---- Given data
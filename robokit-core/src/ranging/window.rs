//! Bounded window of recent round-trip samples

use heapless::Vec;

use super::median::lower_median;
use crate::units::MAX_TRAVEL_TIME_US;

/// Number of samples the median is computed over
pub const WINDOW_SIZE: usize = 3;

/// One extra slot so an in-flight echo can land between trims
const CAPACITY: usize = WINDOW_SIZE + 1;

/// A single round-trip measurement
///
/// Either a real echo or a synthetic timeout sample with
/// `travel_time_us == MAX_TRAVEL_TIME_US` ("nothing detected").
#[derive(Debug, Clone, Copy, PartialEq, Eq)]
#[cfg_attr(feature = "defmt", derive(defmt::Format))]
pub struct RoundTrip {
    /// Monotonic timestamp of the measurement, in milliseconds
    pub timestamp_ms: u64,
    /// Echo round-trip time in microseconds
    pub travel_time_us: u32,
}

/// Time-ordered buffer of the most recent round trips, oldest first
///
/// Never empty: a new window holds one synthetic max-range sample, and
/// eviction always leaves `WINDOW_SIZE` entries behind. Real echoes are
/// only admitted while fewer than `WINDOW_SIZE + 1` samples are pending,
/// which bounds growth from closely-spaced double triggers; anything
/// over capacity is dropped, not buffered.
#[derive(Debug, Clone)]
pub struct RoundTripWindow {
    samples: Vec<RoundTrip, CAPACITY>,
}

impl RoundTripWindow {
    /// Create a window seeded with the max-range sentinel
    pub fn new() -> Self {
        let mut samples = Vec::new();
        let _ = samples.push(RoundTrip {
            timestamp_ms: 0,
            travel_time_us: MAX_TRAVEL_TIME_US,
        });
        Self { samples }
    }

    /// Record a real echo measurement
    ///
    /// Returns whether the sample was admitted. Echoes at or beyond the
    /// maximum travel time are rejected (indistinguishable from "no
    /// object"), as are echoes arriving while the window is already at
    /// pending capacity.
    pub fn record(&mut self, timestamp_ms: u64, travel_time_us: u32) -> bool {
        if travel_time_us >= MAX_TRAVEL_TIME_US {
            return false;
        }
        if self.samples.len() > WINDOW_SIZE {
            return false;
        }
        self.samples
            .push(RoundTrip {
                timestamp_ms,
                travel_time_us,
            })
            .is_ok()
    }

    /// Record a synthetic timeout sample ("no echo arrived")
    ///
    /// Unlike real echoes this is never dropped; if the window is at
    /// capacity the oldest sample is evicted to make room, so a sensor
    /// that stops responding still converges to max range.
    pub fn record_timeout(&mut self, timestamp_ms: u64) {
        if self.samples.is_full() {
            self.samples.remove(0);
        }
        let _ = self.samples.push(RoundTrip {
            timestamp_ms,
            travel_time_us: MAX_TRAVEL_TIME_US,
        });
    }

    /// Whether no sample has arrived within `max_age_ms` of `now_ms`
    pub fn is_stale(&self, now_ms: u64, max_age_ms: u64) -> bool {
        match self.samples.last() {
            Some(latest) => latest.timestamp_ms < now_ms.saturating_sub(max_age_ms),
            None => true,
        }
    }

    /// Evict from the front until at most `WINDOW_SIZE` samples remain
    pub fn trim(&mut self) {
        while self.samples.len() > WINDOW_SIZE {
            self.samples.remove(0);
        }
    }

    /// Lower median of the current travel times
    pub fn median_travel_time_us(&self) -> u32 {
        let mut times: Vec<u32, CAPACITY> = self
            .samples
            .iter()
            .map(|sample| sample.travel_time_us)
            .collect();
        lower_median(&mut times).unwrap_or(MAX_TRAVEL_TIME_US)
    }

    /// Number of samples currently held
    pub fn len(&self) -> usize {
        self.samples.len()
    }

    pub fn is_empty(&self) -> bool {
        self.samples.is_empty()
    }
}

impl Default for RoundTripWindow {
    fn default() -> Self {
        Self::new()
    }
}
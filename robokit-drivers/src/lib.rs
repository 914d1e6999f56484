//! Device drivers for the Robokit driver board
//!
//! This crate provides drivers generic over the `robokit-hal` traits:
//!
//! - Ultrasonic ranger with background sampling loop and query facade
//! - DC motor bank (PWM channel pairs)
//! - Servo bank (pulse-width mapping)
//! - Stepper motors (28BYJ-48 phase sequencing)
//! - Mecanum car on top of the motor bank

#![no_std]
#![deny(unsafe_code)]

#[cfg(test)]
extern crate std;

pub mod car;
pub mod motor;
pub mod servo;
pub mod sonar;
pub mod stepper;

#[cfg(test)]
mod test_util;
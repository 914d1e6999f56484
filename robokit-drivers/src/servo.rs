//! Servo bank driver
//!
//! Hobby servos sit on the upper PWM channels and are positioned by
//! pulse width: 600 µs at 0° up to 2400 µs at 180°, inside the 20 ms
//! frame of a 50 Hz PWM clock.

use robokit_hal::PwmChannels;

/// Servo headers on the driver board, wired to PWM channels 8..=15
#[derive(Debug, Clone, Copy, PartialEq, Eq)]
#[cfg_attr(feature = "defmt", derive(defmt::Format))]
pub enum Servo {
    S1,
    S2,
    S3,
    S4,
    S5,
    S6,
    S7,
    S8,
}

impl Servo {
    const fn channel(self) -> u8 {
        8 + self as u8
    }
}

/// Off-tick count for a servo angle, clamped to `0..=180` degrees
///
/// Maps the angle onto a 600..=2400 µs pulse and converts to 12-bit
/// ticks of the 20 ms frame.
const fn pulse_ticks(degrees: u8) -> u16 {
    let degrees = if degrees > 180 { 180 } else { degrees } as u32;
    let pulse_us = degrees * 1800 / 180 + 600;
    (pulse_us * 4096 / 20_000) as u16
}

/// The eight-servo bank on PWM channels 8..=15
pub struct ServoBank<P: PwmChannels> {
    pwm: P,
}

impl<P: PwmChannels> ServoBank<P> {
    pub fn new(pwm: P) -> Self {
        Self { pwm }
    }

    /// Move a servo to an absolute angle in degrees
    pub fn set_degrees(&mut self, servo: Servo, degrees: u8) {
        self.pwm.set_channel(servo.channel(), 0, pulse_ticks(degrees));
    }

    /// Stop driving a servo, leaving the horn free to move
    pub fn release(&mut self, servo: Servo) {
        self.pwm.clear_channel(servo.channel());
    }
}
--------
---- Given data
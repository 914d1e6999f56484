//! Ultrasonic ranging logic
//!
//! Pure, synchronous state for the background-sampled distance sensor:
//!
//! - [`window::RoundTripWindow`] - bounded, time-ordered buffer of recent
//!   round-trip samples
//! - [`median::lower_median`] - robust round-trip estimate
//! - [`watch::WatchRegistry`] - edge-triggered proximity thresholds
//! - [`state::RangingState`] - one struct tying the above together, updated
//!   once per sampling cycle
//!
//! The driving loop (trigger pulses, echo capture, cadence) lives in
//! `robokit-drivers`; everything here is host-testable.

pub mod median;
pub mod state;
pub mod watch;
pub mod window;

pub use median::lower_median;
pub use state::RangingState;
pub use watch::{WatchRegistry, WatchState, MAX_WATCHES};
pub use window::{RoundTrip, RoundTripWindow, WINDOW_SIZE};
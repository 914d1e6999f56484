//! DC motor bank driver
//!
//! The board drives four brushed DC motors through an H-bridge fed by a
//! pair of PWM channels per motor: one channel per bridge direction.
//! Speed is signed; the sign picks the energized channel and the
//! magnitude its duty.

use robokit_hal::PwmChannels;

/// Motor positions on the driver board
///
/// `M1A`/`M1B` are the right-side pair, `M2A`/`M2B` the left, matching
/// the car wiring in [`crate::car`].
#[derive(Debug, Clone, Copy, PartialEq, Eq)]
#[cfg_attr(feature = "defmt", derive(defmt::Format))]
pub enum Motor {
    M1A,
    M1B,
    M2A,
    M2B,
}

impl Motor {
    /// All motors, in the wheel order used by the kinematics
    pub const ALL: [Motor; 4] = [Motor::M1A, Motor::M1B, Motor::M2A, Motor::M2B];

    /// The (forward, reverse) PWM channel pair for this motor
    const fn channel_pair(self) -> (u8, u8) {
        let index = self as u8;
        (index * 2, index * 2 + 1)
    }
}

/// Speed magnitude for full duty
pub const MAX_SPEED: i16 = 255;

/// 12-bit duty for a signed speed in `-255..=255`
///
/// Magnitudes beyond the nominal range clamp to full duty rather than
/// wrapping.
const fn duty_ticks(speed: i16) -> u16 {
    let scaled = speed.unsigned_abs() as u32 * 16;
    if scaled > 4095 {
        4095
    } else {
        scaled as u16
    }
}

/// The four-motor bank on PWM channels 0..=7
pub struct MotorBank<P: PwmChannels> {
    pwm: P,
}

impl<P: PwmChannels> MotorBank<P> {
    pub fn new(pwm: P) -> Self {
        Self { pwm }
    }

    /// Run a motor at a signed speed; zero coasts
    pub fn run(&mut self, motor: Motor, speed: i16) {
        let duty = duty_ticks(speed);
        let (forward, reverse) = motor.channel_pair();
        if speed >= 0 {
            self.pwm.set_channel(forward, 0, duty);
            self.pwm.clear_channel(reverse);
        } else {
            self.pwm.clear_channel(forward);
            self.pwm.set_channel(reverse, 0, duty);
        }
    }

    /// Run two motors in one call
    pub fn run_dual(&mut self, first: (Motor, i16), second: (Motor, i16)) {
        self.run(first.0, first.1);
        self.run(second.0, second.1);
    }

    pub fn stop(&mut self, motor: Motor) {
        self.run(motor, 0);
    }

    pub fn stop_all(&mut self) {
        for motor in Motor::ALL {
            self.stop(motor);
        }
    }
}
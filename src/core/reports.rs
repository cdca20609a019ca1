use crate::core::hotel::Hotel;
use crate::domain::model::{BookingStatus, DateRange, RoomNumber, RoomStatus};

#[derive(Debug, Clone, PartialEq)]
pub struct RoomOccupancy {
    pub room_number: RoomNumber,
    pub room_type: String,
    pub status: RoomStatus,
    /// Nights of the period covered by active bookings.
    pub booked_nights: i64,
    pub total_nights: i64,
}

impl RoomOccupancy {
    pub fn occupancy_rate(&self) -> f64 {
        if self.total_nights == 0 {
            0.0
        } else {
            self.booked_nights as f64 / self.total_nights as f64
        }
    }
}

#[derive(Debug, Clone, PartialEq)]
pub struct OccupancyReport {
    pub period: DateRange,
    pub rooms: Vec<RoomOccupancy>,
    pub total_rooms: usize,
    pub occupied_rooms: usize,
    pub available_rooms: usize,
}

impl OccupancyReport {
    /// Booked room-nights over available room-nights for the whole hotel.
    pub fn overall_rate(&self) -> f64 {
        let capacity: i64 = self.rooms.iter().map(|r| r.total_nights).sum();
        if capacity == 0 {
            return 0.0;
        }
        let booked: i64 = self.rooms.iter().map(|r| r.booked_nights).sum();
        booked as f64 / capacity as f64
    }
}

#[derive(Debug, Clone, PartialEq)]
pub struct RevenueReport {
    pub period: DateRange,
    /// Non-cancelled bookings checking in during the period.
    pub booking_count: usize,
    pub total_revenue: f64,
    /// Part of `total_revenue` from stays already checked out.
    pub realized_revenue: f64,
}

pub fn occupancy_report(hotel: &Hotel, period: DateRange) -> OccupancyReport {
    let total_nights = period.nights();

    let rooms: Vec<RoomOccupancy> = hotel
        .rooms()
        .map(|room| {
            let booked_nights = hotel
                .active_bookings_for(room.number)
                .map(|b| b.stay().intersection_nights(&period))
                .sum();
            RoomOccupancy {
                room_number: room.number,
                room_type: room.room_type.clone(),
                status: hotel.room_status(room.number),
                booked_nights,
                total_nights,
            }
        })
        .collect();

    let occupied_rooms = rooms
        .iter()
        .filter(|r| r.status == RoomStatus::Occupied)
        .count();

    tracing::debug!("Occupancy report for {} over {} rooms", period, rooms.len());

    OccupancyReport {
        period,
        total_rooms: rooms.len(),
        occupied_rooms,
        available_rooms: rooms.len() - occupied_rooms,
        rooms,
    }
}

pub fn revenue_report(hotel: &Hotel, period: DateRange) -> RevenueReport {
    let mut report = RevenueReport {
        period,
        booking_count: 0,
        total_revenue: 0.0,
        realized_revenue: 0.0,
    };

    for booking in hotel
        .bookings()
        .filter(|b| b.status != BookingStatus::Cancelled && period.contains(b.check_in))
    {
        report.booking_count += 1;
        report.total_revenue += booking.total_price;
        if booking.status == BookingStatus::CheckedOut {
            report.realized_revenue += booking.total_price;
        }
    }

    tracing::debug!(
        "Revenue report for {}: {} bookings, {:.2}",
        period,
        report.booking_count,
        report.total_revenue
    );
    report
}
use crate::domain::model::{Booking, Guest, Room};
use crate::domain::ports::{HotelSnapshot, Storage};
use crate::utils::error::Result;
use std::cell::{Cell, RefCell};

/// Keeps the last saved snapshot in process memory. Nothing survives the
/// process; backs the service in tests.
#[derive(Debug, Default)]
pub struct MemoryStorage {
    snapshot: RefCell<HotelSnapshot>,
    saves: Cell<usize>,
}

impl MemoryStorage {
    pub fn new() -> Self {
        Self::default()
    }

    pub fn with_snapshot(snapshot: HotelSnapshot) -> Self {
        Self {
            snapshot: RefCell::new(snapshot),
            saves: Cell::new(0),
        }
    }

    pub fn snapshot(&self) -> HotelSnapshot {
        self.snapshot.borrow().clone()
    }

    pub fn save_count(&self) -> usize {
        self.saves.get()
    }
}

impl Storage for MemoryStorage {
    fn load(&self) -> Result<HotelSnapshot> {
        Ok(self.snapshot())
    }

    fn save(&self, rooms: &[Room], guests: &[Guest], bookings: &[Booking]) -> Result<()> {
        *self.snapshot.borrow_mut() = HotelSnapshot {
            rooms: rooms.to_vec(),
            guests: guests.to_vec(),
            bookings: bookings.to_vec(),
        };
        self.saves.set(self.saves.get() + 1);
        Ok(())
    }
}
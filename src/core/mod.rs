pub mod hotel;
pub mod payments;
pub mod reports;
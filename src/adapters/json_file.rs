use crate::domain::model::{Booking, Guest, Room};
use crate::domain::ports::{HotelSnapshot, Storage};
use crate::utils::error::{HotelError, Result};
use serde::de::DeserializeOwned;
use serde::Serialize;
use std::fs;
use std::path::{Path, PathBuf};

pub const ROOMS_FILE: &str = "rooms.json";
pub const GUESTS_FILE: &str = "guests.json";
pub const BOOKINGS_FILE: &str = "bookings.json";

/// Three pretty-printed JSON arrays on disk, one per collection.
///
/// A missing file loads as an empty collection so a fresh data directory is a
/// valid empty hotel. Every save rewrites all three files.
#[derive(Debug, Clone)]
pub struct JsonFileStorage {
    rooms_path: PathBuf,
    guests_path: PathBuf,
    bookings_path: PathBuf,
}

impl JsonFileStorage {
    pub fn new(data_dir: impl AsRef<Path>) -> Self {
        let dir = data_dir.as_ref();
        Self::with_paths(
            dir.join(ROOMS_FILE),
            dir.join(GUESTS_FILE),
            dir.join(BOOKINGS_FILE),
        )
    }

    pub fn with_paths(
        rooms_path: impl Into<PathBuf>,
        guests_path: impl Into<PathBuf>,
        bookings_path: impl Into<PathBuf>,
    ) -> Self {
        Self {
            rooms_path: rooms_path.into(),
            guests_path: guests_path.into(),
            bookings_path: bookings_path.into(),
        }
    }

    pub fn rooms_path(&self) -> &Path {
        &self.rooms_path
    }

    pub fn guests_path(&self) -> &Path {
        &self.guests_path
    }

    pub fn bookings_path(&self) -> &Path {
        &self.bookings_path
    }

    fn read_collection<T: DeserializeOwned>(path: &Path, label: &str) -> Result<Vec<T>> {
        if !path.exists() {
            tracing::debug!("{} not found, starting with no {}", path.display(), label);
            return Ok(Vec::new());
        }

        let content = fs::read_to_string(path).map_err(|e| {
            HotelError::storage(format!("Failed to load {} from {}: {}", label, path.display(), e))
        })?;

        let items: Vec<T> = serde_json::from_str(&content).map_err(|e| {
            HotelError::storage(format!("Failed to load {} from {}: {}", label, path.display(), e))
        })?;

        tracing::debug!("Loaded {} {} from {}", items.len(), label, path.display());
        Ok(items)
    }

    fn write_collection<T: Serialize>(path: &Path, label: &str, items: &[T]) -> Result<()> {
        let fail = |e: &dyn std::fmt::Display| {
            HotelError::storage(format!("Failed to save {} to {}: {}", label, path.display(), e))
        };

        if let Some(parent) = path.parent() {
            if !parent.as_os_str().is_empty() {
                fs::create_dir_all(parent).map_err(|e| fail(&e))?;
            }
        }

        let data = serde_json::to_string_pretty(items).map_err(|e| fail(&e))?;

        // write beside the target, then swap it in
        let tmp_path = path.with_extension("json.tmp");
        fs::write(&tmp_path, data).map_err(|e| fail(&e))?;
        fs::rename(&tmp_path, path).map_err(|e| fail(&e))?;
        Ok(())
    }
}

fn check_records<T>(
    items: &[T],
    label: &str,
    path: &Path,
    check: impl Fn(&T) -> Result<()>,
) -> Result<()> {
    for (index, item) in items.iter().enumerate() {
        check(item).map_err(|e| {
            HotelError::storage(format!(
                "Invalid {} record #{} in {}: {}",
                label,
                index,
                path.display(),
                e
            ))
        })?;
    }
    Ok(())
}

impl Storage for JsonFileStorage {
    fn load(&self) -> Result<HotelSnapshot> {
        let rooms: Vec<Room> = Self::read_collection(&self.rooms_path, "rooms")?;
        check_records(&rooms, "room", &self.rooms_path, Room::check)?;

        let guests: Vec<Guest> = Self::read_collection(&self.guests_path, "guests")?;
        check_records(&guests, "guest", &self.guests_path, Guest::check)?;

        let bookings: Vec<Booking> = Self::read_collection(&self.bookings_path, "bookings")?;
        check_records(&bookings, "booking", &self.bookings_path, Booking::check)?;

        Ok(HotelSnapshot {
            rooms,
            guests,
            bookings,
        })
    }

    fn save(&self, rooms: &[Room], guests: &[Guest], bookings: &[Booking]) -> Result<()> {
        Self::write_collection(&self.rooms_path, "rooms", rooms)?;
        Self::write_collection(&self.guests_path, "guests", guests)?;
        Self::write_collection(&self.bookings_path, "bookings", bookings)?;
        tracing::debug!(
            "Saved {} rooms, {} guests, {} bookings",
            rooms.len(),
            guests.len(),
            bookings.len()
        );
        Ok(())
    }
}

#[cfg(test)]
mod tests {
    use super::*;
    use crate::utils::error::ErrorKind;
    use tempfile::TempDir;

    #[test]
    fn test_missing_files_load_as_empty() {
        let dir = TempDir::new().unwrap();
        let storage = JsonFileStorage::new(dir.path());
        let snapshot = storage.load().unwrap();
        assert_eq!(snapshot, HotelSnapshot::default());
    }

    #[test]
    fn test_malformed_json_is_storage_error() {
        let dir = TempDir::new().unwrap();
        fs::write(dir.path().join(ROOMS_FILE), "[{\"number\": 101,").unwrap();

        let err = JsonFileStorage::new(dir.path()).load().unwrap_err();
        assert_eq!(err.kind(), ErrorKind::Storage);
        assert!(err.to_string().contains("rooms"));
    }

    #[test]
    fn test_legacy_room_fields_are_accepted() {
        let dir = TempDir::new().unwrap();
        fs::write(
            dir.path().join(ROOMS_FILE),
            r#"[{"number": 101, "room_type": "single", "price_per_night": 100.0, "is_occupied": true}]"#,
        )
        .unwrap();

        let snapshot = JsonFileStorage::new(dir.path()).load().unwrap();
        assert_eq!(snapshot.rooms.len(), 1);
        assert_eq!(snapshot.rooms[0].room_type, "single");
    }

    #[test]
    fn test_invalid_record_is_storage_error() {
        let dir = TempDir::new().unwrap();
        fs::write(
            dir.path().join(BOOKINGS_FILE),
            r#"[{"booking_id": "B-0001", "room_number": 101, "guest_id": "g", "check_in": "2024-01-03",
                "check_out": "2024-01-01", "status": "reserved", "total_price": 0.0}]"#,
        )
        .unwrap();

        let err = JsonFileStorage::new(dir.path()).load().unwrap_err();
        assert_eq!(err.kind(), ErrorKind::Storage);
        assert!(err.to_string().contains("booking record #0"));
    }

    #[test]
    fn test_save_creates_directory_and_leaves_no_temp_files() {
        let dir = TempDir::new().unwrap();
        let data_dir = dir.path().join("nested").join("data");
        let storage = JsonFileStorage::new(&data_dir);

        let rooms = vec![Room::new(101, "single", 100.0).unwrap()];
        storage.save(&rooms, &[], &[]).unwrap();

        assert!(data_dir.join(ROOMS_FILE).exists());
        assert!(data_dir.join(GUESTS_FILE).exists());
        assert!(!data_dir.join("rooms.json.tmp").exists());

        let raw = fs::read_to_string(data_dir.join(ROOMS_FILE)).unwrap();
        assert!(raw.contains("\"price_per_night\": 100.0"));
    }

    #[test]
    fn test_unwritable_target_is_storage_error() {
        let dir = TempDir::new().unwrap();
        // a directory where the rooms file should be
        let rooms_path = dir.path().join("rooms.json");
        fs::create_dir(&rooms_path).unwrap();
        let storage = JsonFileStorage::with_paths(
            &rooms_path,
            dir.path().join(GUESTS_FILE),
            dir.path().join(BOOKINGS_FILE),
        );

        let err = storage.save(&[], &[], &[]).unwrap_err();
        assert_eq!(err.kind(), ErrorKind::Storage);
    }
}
--------
Your goal
Count the lines in these records that hold the string "RoomOccupancy". Only the number is wanted.

Result below
5